— How to complete this task —
In the records below, find the lines that include "Deserialize" and copy each.

— Materials provided —
══════
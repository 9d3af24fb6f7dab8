use std::sync::Arc;

use axum::extract::State;
use axum::extract::rejection::JsonRejection;
use axum::http::StatusCode;
use axum::response::{IntoResponse, Response};
use axum::routing::{get, post};
use axum::{Json, Router};
use chrono::{DateTime, Utc};
use serde::{Deserialize, Serialize};
use vidmeta_common::{EXTRACT_DETAILS_PATH, ErrorBody, ExtractionResult};
use vidmeta_config::ServerConfig;

use crate::youtube::{YoutubeClient, extract_video_id};

#[derive(Clone)]
pub struct AppState {
    youtube: Option<Arc<YoutubeClient>>,
}

impl AppState {
    /// `None` keeps the server up but answers every extraction with a 500.
    pub fn new(youtube: Option<YoutubeClient>) -> Self {
        Self {
            youtube: youtube.map(Arc::new),
        }
    }

    pub fn from_config(cfg: &ServerConfig) -> anyhow::Result<Self> {
        let Some(key) = cfg.api_key() else {
            tracing::warn!("server.youtube_api_key.missing");
            return Ok(Self::new(None));
        };
        let client = YoutubeClient::new(&cfg.youtube_api_base, &key, &cfg.thumbnail_size)?;
        Ok(Self::new(Some(client)))
    }
}

pub fn router(state: AppState) -> Router {
    Router::new()
        .route("/health", get(health))
        .route(EXTRACT_DETAILS_PATH, post(extract_details))
        .with_state(state)
}

#[derive(Debug, Deserialize)]
struct ExtractPayload {
    #[serde(default)]
    url: Option<String>,
}

#[derive(Debug, Serialize)]
pub struct HealthResponse {
    pub status: String,
    pub timestamp: DateTime<Utc>,
}

async fn health() -> Json<HealthResponse> {
    Json(HealthResponse {
        status: "ok".to_string(),
        timestamp: Utc::now(),
    })
}

async fn extract_details(
    State(state): State<AppState>,
    payload: Result<Json<ExtractPayload>, JsonRejection>,
) -> Result<Json<ExtractionResult>, ApiError> {
    let youtube = state.youtube.as_ref().ok_or(ApiError::MissingApiKey)?;
    let Json(payload) = payload.map_err(|e| ApiError::BadRequest(e.body_text()))?;
    let url = payload
        .url
        .ok_or_else(|| ApiError::BadRequest("missing field `url`".into()))?;

    let video_id = extract_video_id(&url).ok_or(ApiError::InvalidUrl)?;
    tracing::info!(%video_id, "server.extract_details");

    match youtube.video_details(&video_id).await {
        Ok(Some(details)) => Ok(Json(details)),
        Ok(None) => Err(ApiError::NotFound),
        Err(err) => {
            tracing::error!(%video_id, error = %err, "server.youtube.failed");
            Err(ApiError::Upstream(err.to_string()))
        }
    }
}

#[derive(Debug, thiserror::Error)]
pub enum ApiError {
    #[error("API Key not configured on the server.")]
    MissingApiKey,
    #[error("Invalid request body: {0}")]
    BadRequest(String),
    #[error("Invalid YouTube URL provided.")]
    InvalidUrl,
    #[error("Video not found or is private.")]
    NotFound,
    #[error("An API error occurred: {0}")]
    Upstream(String),
}

impl ApiError {
    fn status(&self) -> StatusCode {
        match self {
            ApiError::MissingApiKey | ApiError::Upstream(_) => StatusCode::INTERNAL_SERVER_ERROR,
            ApiError::BadRequest(_) | ApiError::InvalidUrl => StatusCode::BAD_REQUEST,
            ApiError::NotFound => StatusCode::NOT_FOUND,
        }
    }
}

impl IntoResponse for ApiError {
    fn into_response(self) -> Response {
        (self.status(), Json(ErrorBody::new(self.to_string()))).into_response()
    }
}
══════
— Expected output —
use serde::{Deserialize, Serialize};
#[derive(Debug, Deserialize)]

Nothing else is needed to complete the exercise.